ERUS 2018: Anatomical Key Elements and Basics of Nerve-sparing Prostatectomy - Graefen

Marseille, France (UroToday.com) This was an exceptional session, presented initially by Dr. Graefen, and later by Dr. Rocco, and Dr. Walz, with each one giving his perspective on how to best perform nerve sparing (NS) in radical prostatectomy (RP).

Dr. Graefen began presenting his point of view on nerve sparing and additional important functional issues in robotic radical prostatectomy (RARP). The first point discussed was the individualization of the apical dissection. Multivariable analysis demonstrated that only a certain prostate shape (Figure 1) was associated with early continence after radical prostatectomy.

Figure 1
Figure 1 – Multivariable analysis demonstrated that Type D prostate shape was the only one associated with early continence after radical prostatectomy:

Dr. Graefen also believes that it is also important to preserve the maximal possible functional length of the urethral sphincter during radical prostatectomy (RP).2

Another important point according to Dr. Graefen was the performance of a posterior reconstruction, demonstrating a significant advantage regarding urinary continence recovery in the first 90 days postoperatively.

The concept of NS during RP was also discussed. It has been shown that it improves not only the sexual function but also the long-term continence rates after RP.4 Therefore, we need to recognize true organ-confined disease whenever it is there and expand the indication to perform NS, even if the patient is not sexually active. When performing NS, it is crucial to understand the anatomy, and not use energy or traction. To improve the NS technique, Dr. Graefen recommended the use of neurovascular structure-adjacent frozen section examination (Neurosafe). This has been shown to increase NS frequency and to reduce the positive surgical margins rate in both open and RARP.5

Dr. Graefen continued to discuss the importance of understanding the anatomy in the surgical technique. It is important to understand the difference and the implications of an intrafascial, interfascial, or extrafascial approach (Figure 2).

Figure 2
Figure 2 – Intrafascial, interfascial, and extrafascial surgical approach in nerve sparing:

In intrafascial approach, we attempt a full NS technique, while in interfascial we perform only a partial NS technique, and finally, in extrafascial technique, almost no NS is done. For an acceptable NS procedure, an anterior high release of the nerve bundles should be done, as it has been shown that nerves at the ventral prostatic capsule contribute to erectile function6 (Figure 3).

Figure 3
Figure 3 – Importance of anterior high release for nerve-sparing:

Lastly, Dr. Graefen discussed the role of penile rehabilitation after surgery, which is still unclear. Unfortunately, no specific recommendation can be given regarding the structure of the optimal rehabilitation regimen, although data suggest that there is no difference between on demand and daily PDE5Is treatment for erectile function recovery. In other words, although there are many erectile function rehabilitation programs using PDE5Is, intracavernosal injections, and vacuum therapy, there is no definitive evidence to support their usage.
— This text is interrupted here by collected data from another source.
//! UDP transport for encoded sentences.

use std::io;
use std::net::SocketAddr;

use async_trait::async_trait;
use log::trace;
use tokio::net::{lookup_host, UdpSocket};

#[derive(Debug, thiserror::Error)]
pub enum TransportError {
    /// The configured destination did not resolve to any address.
    /// Raised at startup, before any record is read.
    #[error("invalid destination address: {destination}")]
    InvalidDestination { destination: String },

    #[error("socket error: {0}")]
    Io(#[from] io::Error),
}

/// Anything that can carry one encoded sentence to its consumer.
///
/// The replay scheduler owns its sink exclusively for the duration of
/// a run; implementations do not need to be shareable.
#[async_trait]
pub trait SentenceSink: Send {
    /// Deliver a single sentence (without line terminator). A failure
    /// is fatal to the run; the scheduler does not retry.
    async fn send(&mut self, sentence: &str) -> Result<(), TransportError>;
}

/// Sends each sentence as one UDP datagram of US-ASCII bytes with a
/// trailing CRLF.
pub struct UdpSink {
    socket: UdpSocket,
    destination: SocketAddr,
}

impl UdpSink {
    /// Resolve the destination and bind an ephemeral local socket.
    /// An unresolvable destination is a startup error; no partial run
    /// is attempted.
    pub async fn connect(host: &str, port: u16) -> Result<Self, TransportError> {
        let destination = lookup_host((host, port))
            .await
            .ok()
            .and_then(|mut addrs| addrs.next())
            .ok_or_else(|| TransportError::InvalidDestination {
                destination: format!("{}:{}", host, port),
            })?;

        let bind_addr: SocketAddr = if destination.is_ipv4() {
            "0.0.0.0:0".parse().unwrap()
        } else {
            "[::]:0".parse().unwrap()
        };
        let socket = UdpSocket::bind(bind_addr).await?;

        Ok(UdpSink {
            socket,
            destination,
        })
    }

    pub fn destination(&self) -> SocketAddr {
        self.destination
    }
}

#[async_trait]
impl SentenceSink for UdpSink {
    async fn send(&mut self, sentence: &str) -> Result<(), TransportError> {
        let mut datagram = Vec::with_capacity(sentence.len() + 2);
        datagram.extend_from_slice(sentence.as_bytes());
        datagram.extend_from_slice(b"\r\n");
        self.socket.send_to(&datagram, self.destination).await?;
        trace!("sent {} bytes to {}", datagram.len(), self.destination);
        Ok(())
    }
}

#[cfg(test)]
mod tests {
    use super::*;

    #[tokio::test]
    async fn test_invalid_destination_is_fatal() {
        let result = UdpSink::connect("no.such.host.invalid", 10110).await;
        assert!(matches!(
            result,
            Err(TransportError::InvalidDestination { .. })
        ));
    }

    #[tokio::test]
    async fn test_datagram_carries_crlf() {
        let receiver = UdpSocket::bind("127.0.0.1:0").await.unwrap();
        let port = receiver.local_addr().unwrap().port();

        let mut sink = UdpSink::connect("127.0.0.1", port).await.unwrap();
        sink.send("!AIVDM,1,1,,A,0,0*00").await.unwrap();

        let mut buf = [0u8; 128];
        let (len, _) = receiver.recv_from(&mut buf).await.unwrap();
        assert_eq!(&buf[..len], b"!AIVDM,1,1,,A,0,0*00\r\n");
    }

    #[tokio::test]
    async fn test_destination_resolved_at_startup() {
        let sink = UdpSink::connect("127.0.0.1", 10110).await.unwrap();
        assert_eq!(sink.destination().to_string(), "127.0.0.1:10110");
    }
}
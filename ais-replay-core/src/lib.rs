//! # AIS Replay Core
//!
//! Platform-independent encoding and domain logic for replaying AIS
//! vessel traffic.
//!
//! This crate contains pure protocol and filtering logic with **zero
//! I/O dependencies**: no sockets, no files, no async runtime. The
//! `ais-replay` binary crate layers the CSV record source, the archive
//! downloader, the UDP transport and the replay scheduler on top.
//!
//! ```text
//! ┌─────────────────────────────────────────────────────────────┐
//! │  ais-replay-core (platform-independent, no tokio deps)      │
//! │  ├── record/      (decoded position reports)                │
//! │  ├── status/      (navigational status vocabulary)          │
//! │  ├── protocol/    (type 1 packing, armor, AIVDM, GPRMC)     │
//! │  ├── filter/      (replay predicates, MMSI selections)      │
//! │  └── geo/         (haversine distances and bearings)        │
//! └─────────────────────────────────────────────────────────────┘
//!                            ▲
//!               ┌────────────┴────────────┐
//!               │  ais-replay             │
//!               │  (CSV source, UDP sink, │
//!               │   scheduler, CLI)       │
//!               └─────────────────────────┘
//! ```
//!
//! ## Example: Encoding a Position Report
//!
//! ```rust
//! use ais_replay_core::{encode, AisRecord, SentenceFormat};
//! use chrono::NaiveDate;
//!
//! let record = AisRecord {
//!     timestamp: NaiveDate::from_ymd_opt(2024, 1, 15)
//!         .unwrap()
//!         .and_hms_opt(10, 30, 45)
//!         .unwrap(),
//!     mmsi: 220382000,
//!     latitude: Some(55.1234),
//!     longitude: Some(-2.5678),
//!     navigational_status: Some("Under way using engine".to_string()),
//!     rate_of_turn: Some(0.0),
//!     speed_over_ground: Some(12.5),
//!     course_over_ground: Some(90.0),
//!     true_heading: Some(180),
//! };
//!
//! let sentence = encode(&record, SentenceFormat::Aivdm);
//! assert!(sentence.starts_with("!AIVDM,1,1,,A,"));
//! ```

pub mod filter;
pub mod geo;
pub mod protocol;
pub mod record;
pub mod status;

// Re-export commonly used types
pub use filter::{MmsiSelection, ReplayFilter};
pub use geo::Position;
pub use protocol::{checksum, encode, SentenceFormat};
pub use record::AisRecord;
pub use status::NavigationStatus;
Presented by: M. Graefen, Hamburg, Germany

Written by: Hanan Goldberg, MD, Urologic Oncology Fellow (SUO), University of Toronto, Princess Margaret Cancer Centre, Twitter:@GoldbergHanan at the EAU Robotic Urology Section (ERUS) Meeting - September 5 - 7, 2018 - Marseille, France

References:

1.Lee SE, Byun SS, Lee HJ, et al. Impact of variations in prostatic apex shape on early recovery of urinary continence after radical retropubic prostatectomy. Urology 2006; 68(1): 137-41.
2.Schlomm T, Heinzer H, Steuber T, et al. Full functional-length urethral sphincter preservation during radical prostatectomy. European urology 2011; 60(2): 320-9.
3.Grasso AA, Mistretta FA, Sandri M, et al. Posterior musculofascial reconstruction after radical prostatectomy: an updated systematic review and a meta-analysis. BJU international 2016; 118(1): 20-34.
4.Michl U, Tennstedt P, Feldmeier L, et al. Nerve-sparing Surgery Technique, Not the Preservation of the Neurovascular Bundles, Leads to Improved Long-term Continence Rates After Radical Prostatectomy. European urology 2016; 69(4): 584-9.
5.Schlomm T, Tennstedt P, Huxhold C, et al. Neurovascular structure-adjacent frozen-section examination (NeuroSAFE) increases nerve-sparing frequency and reduces positive surgical margins in open and robot-assisted laparoscopic radical prostatectomy: experience after 11,069 consecutive patients. European urology 2012; 62(2): 333-40.
6.Kaiho Y, Nakagawa H, Saito H, et al. Nerves at the ventral prostatic capsule contribute to erectile function: initial electrophysiological assessment in humans. European urology 2009; 55(1): 148-54.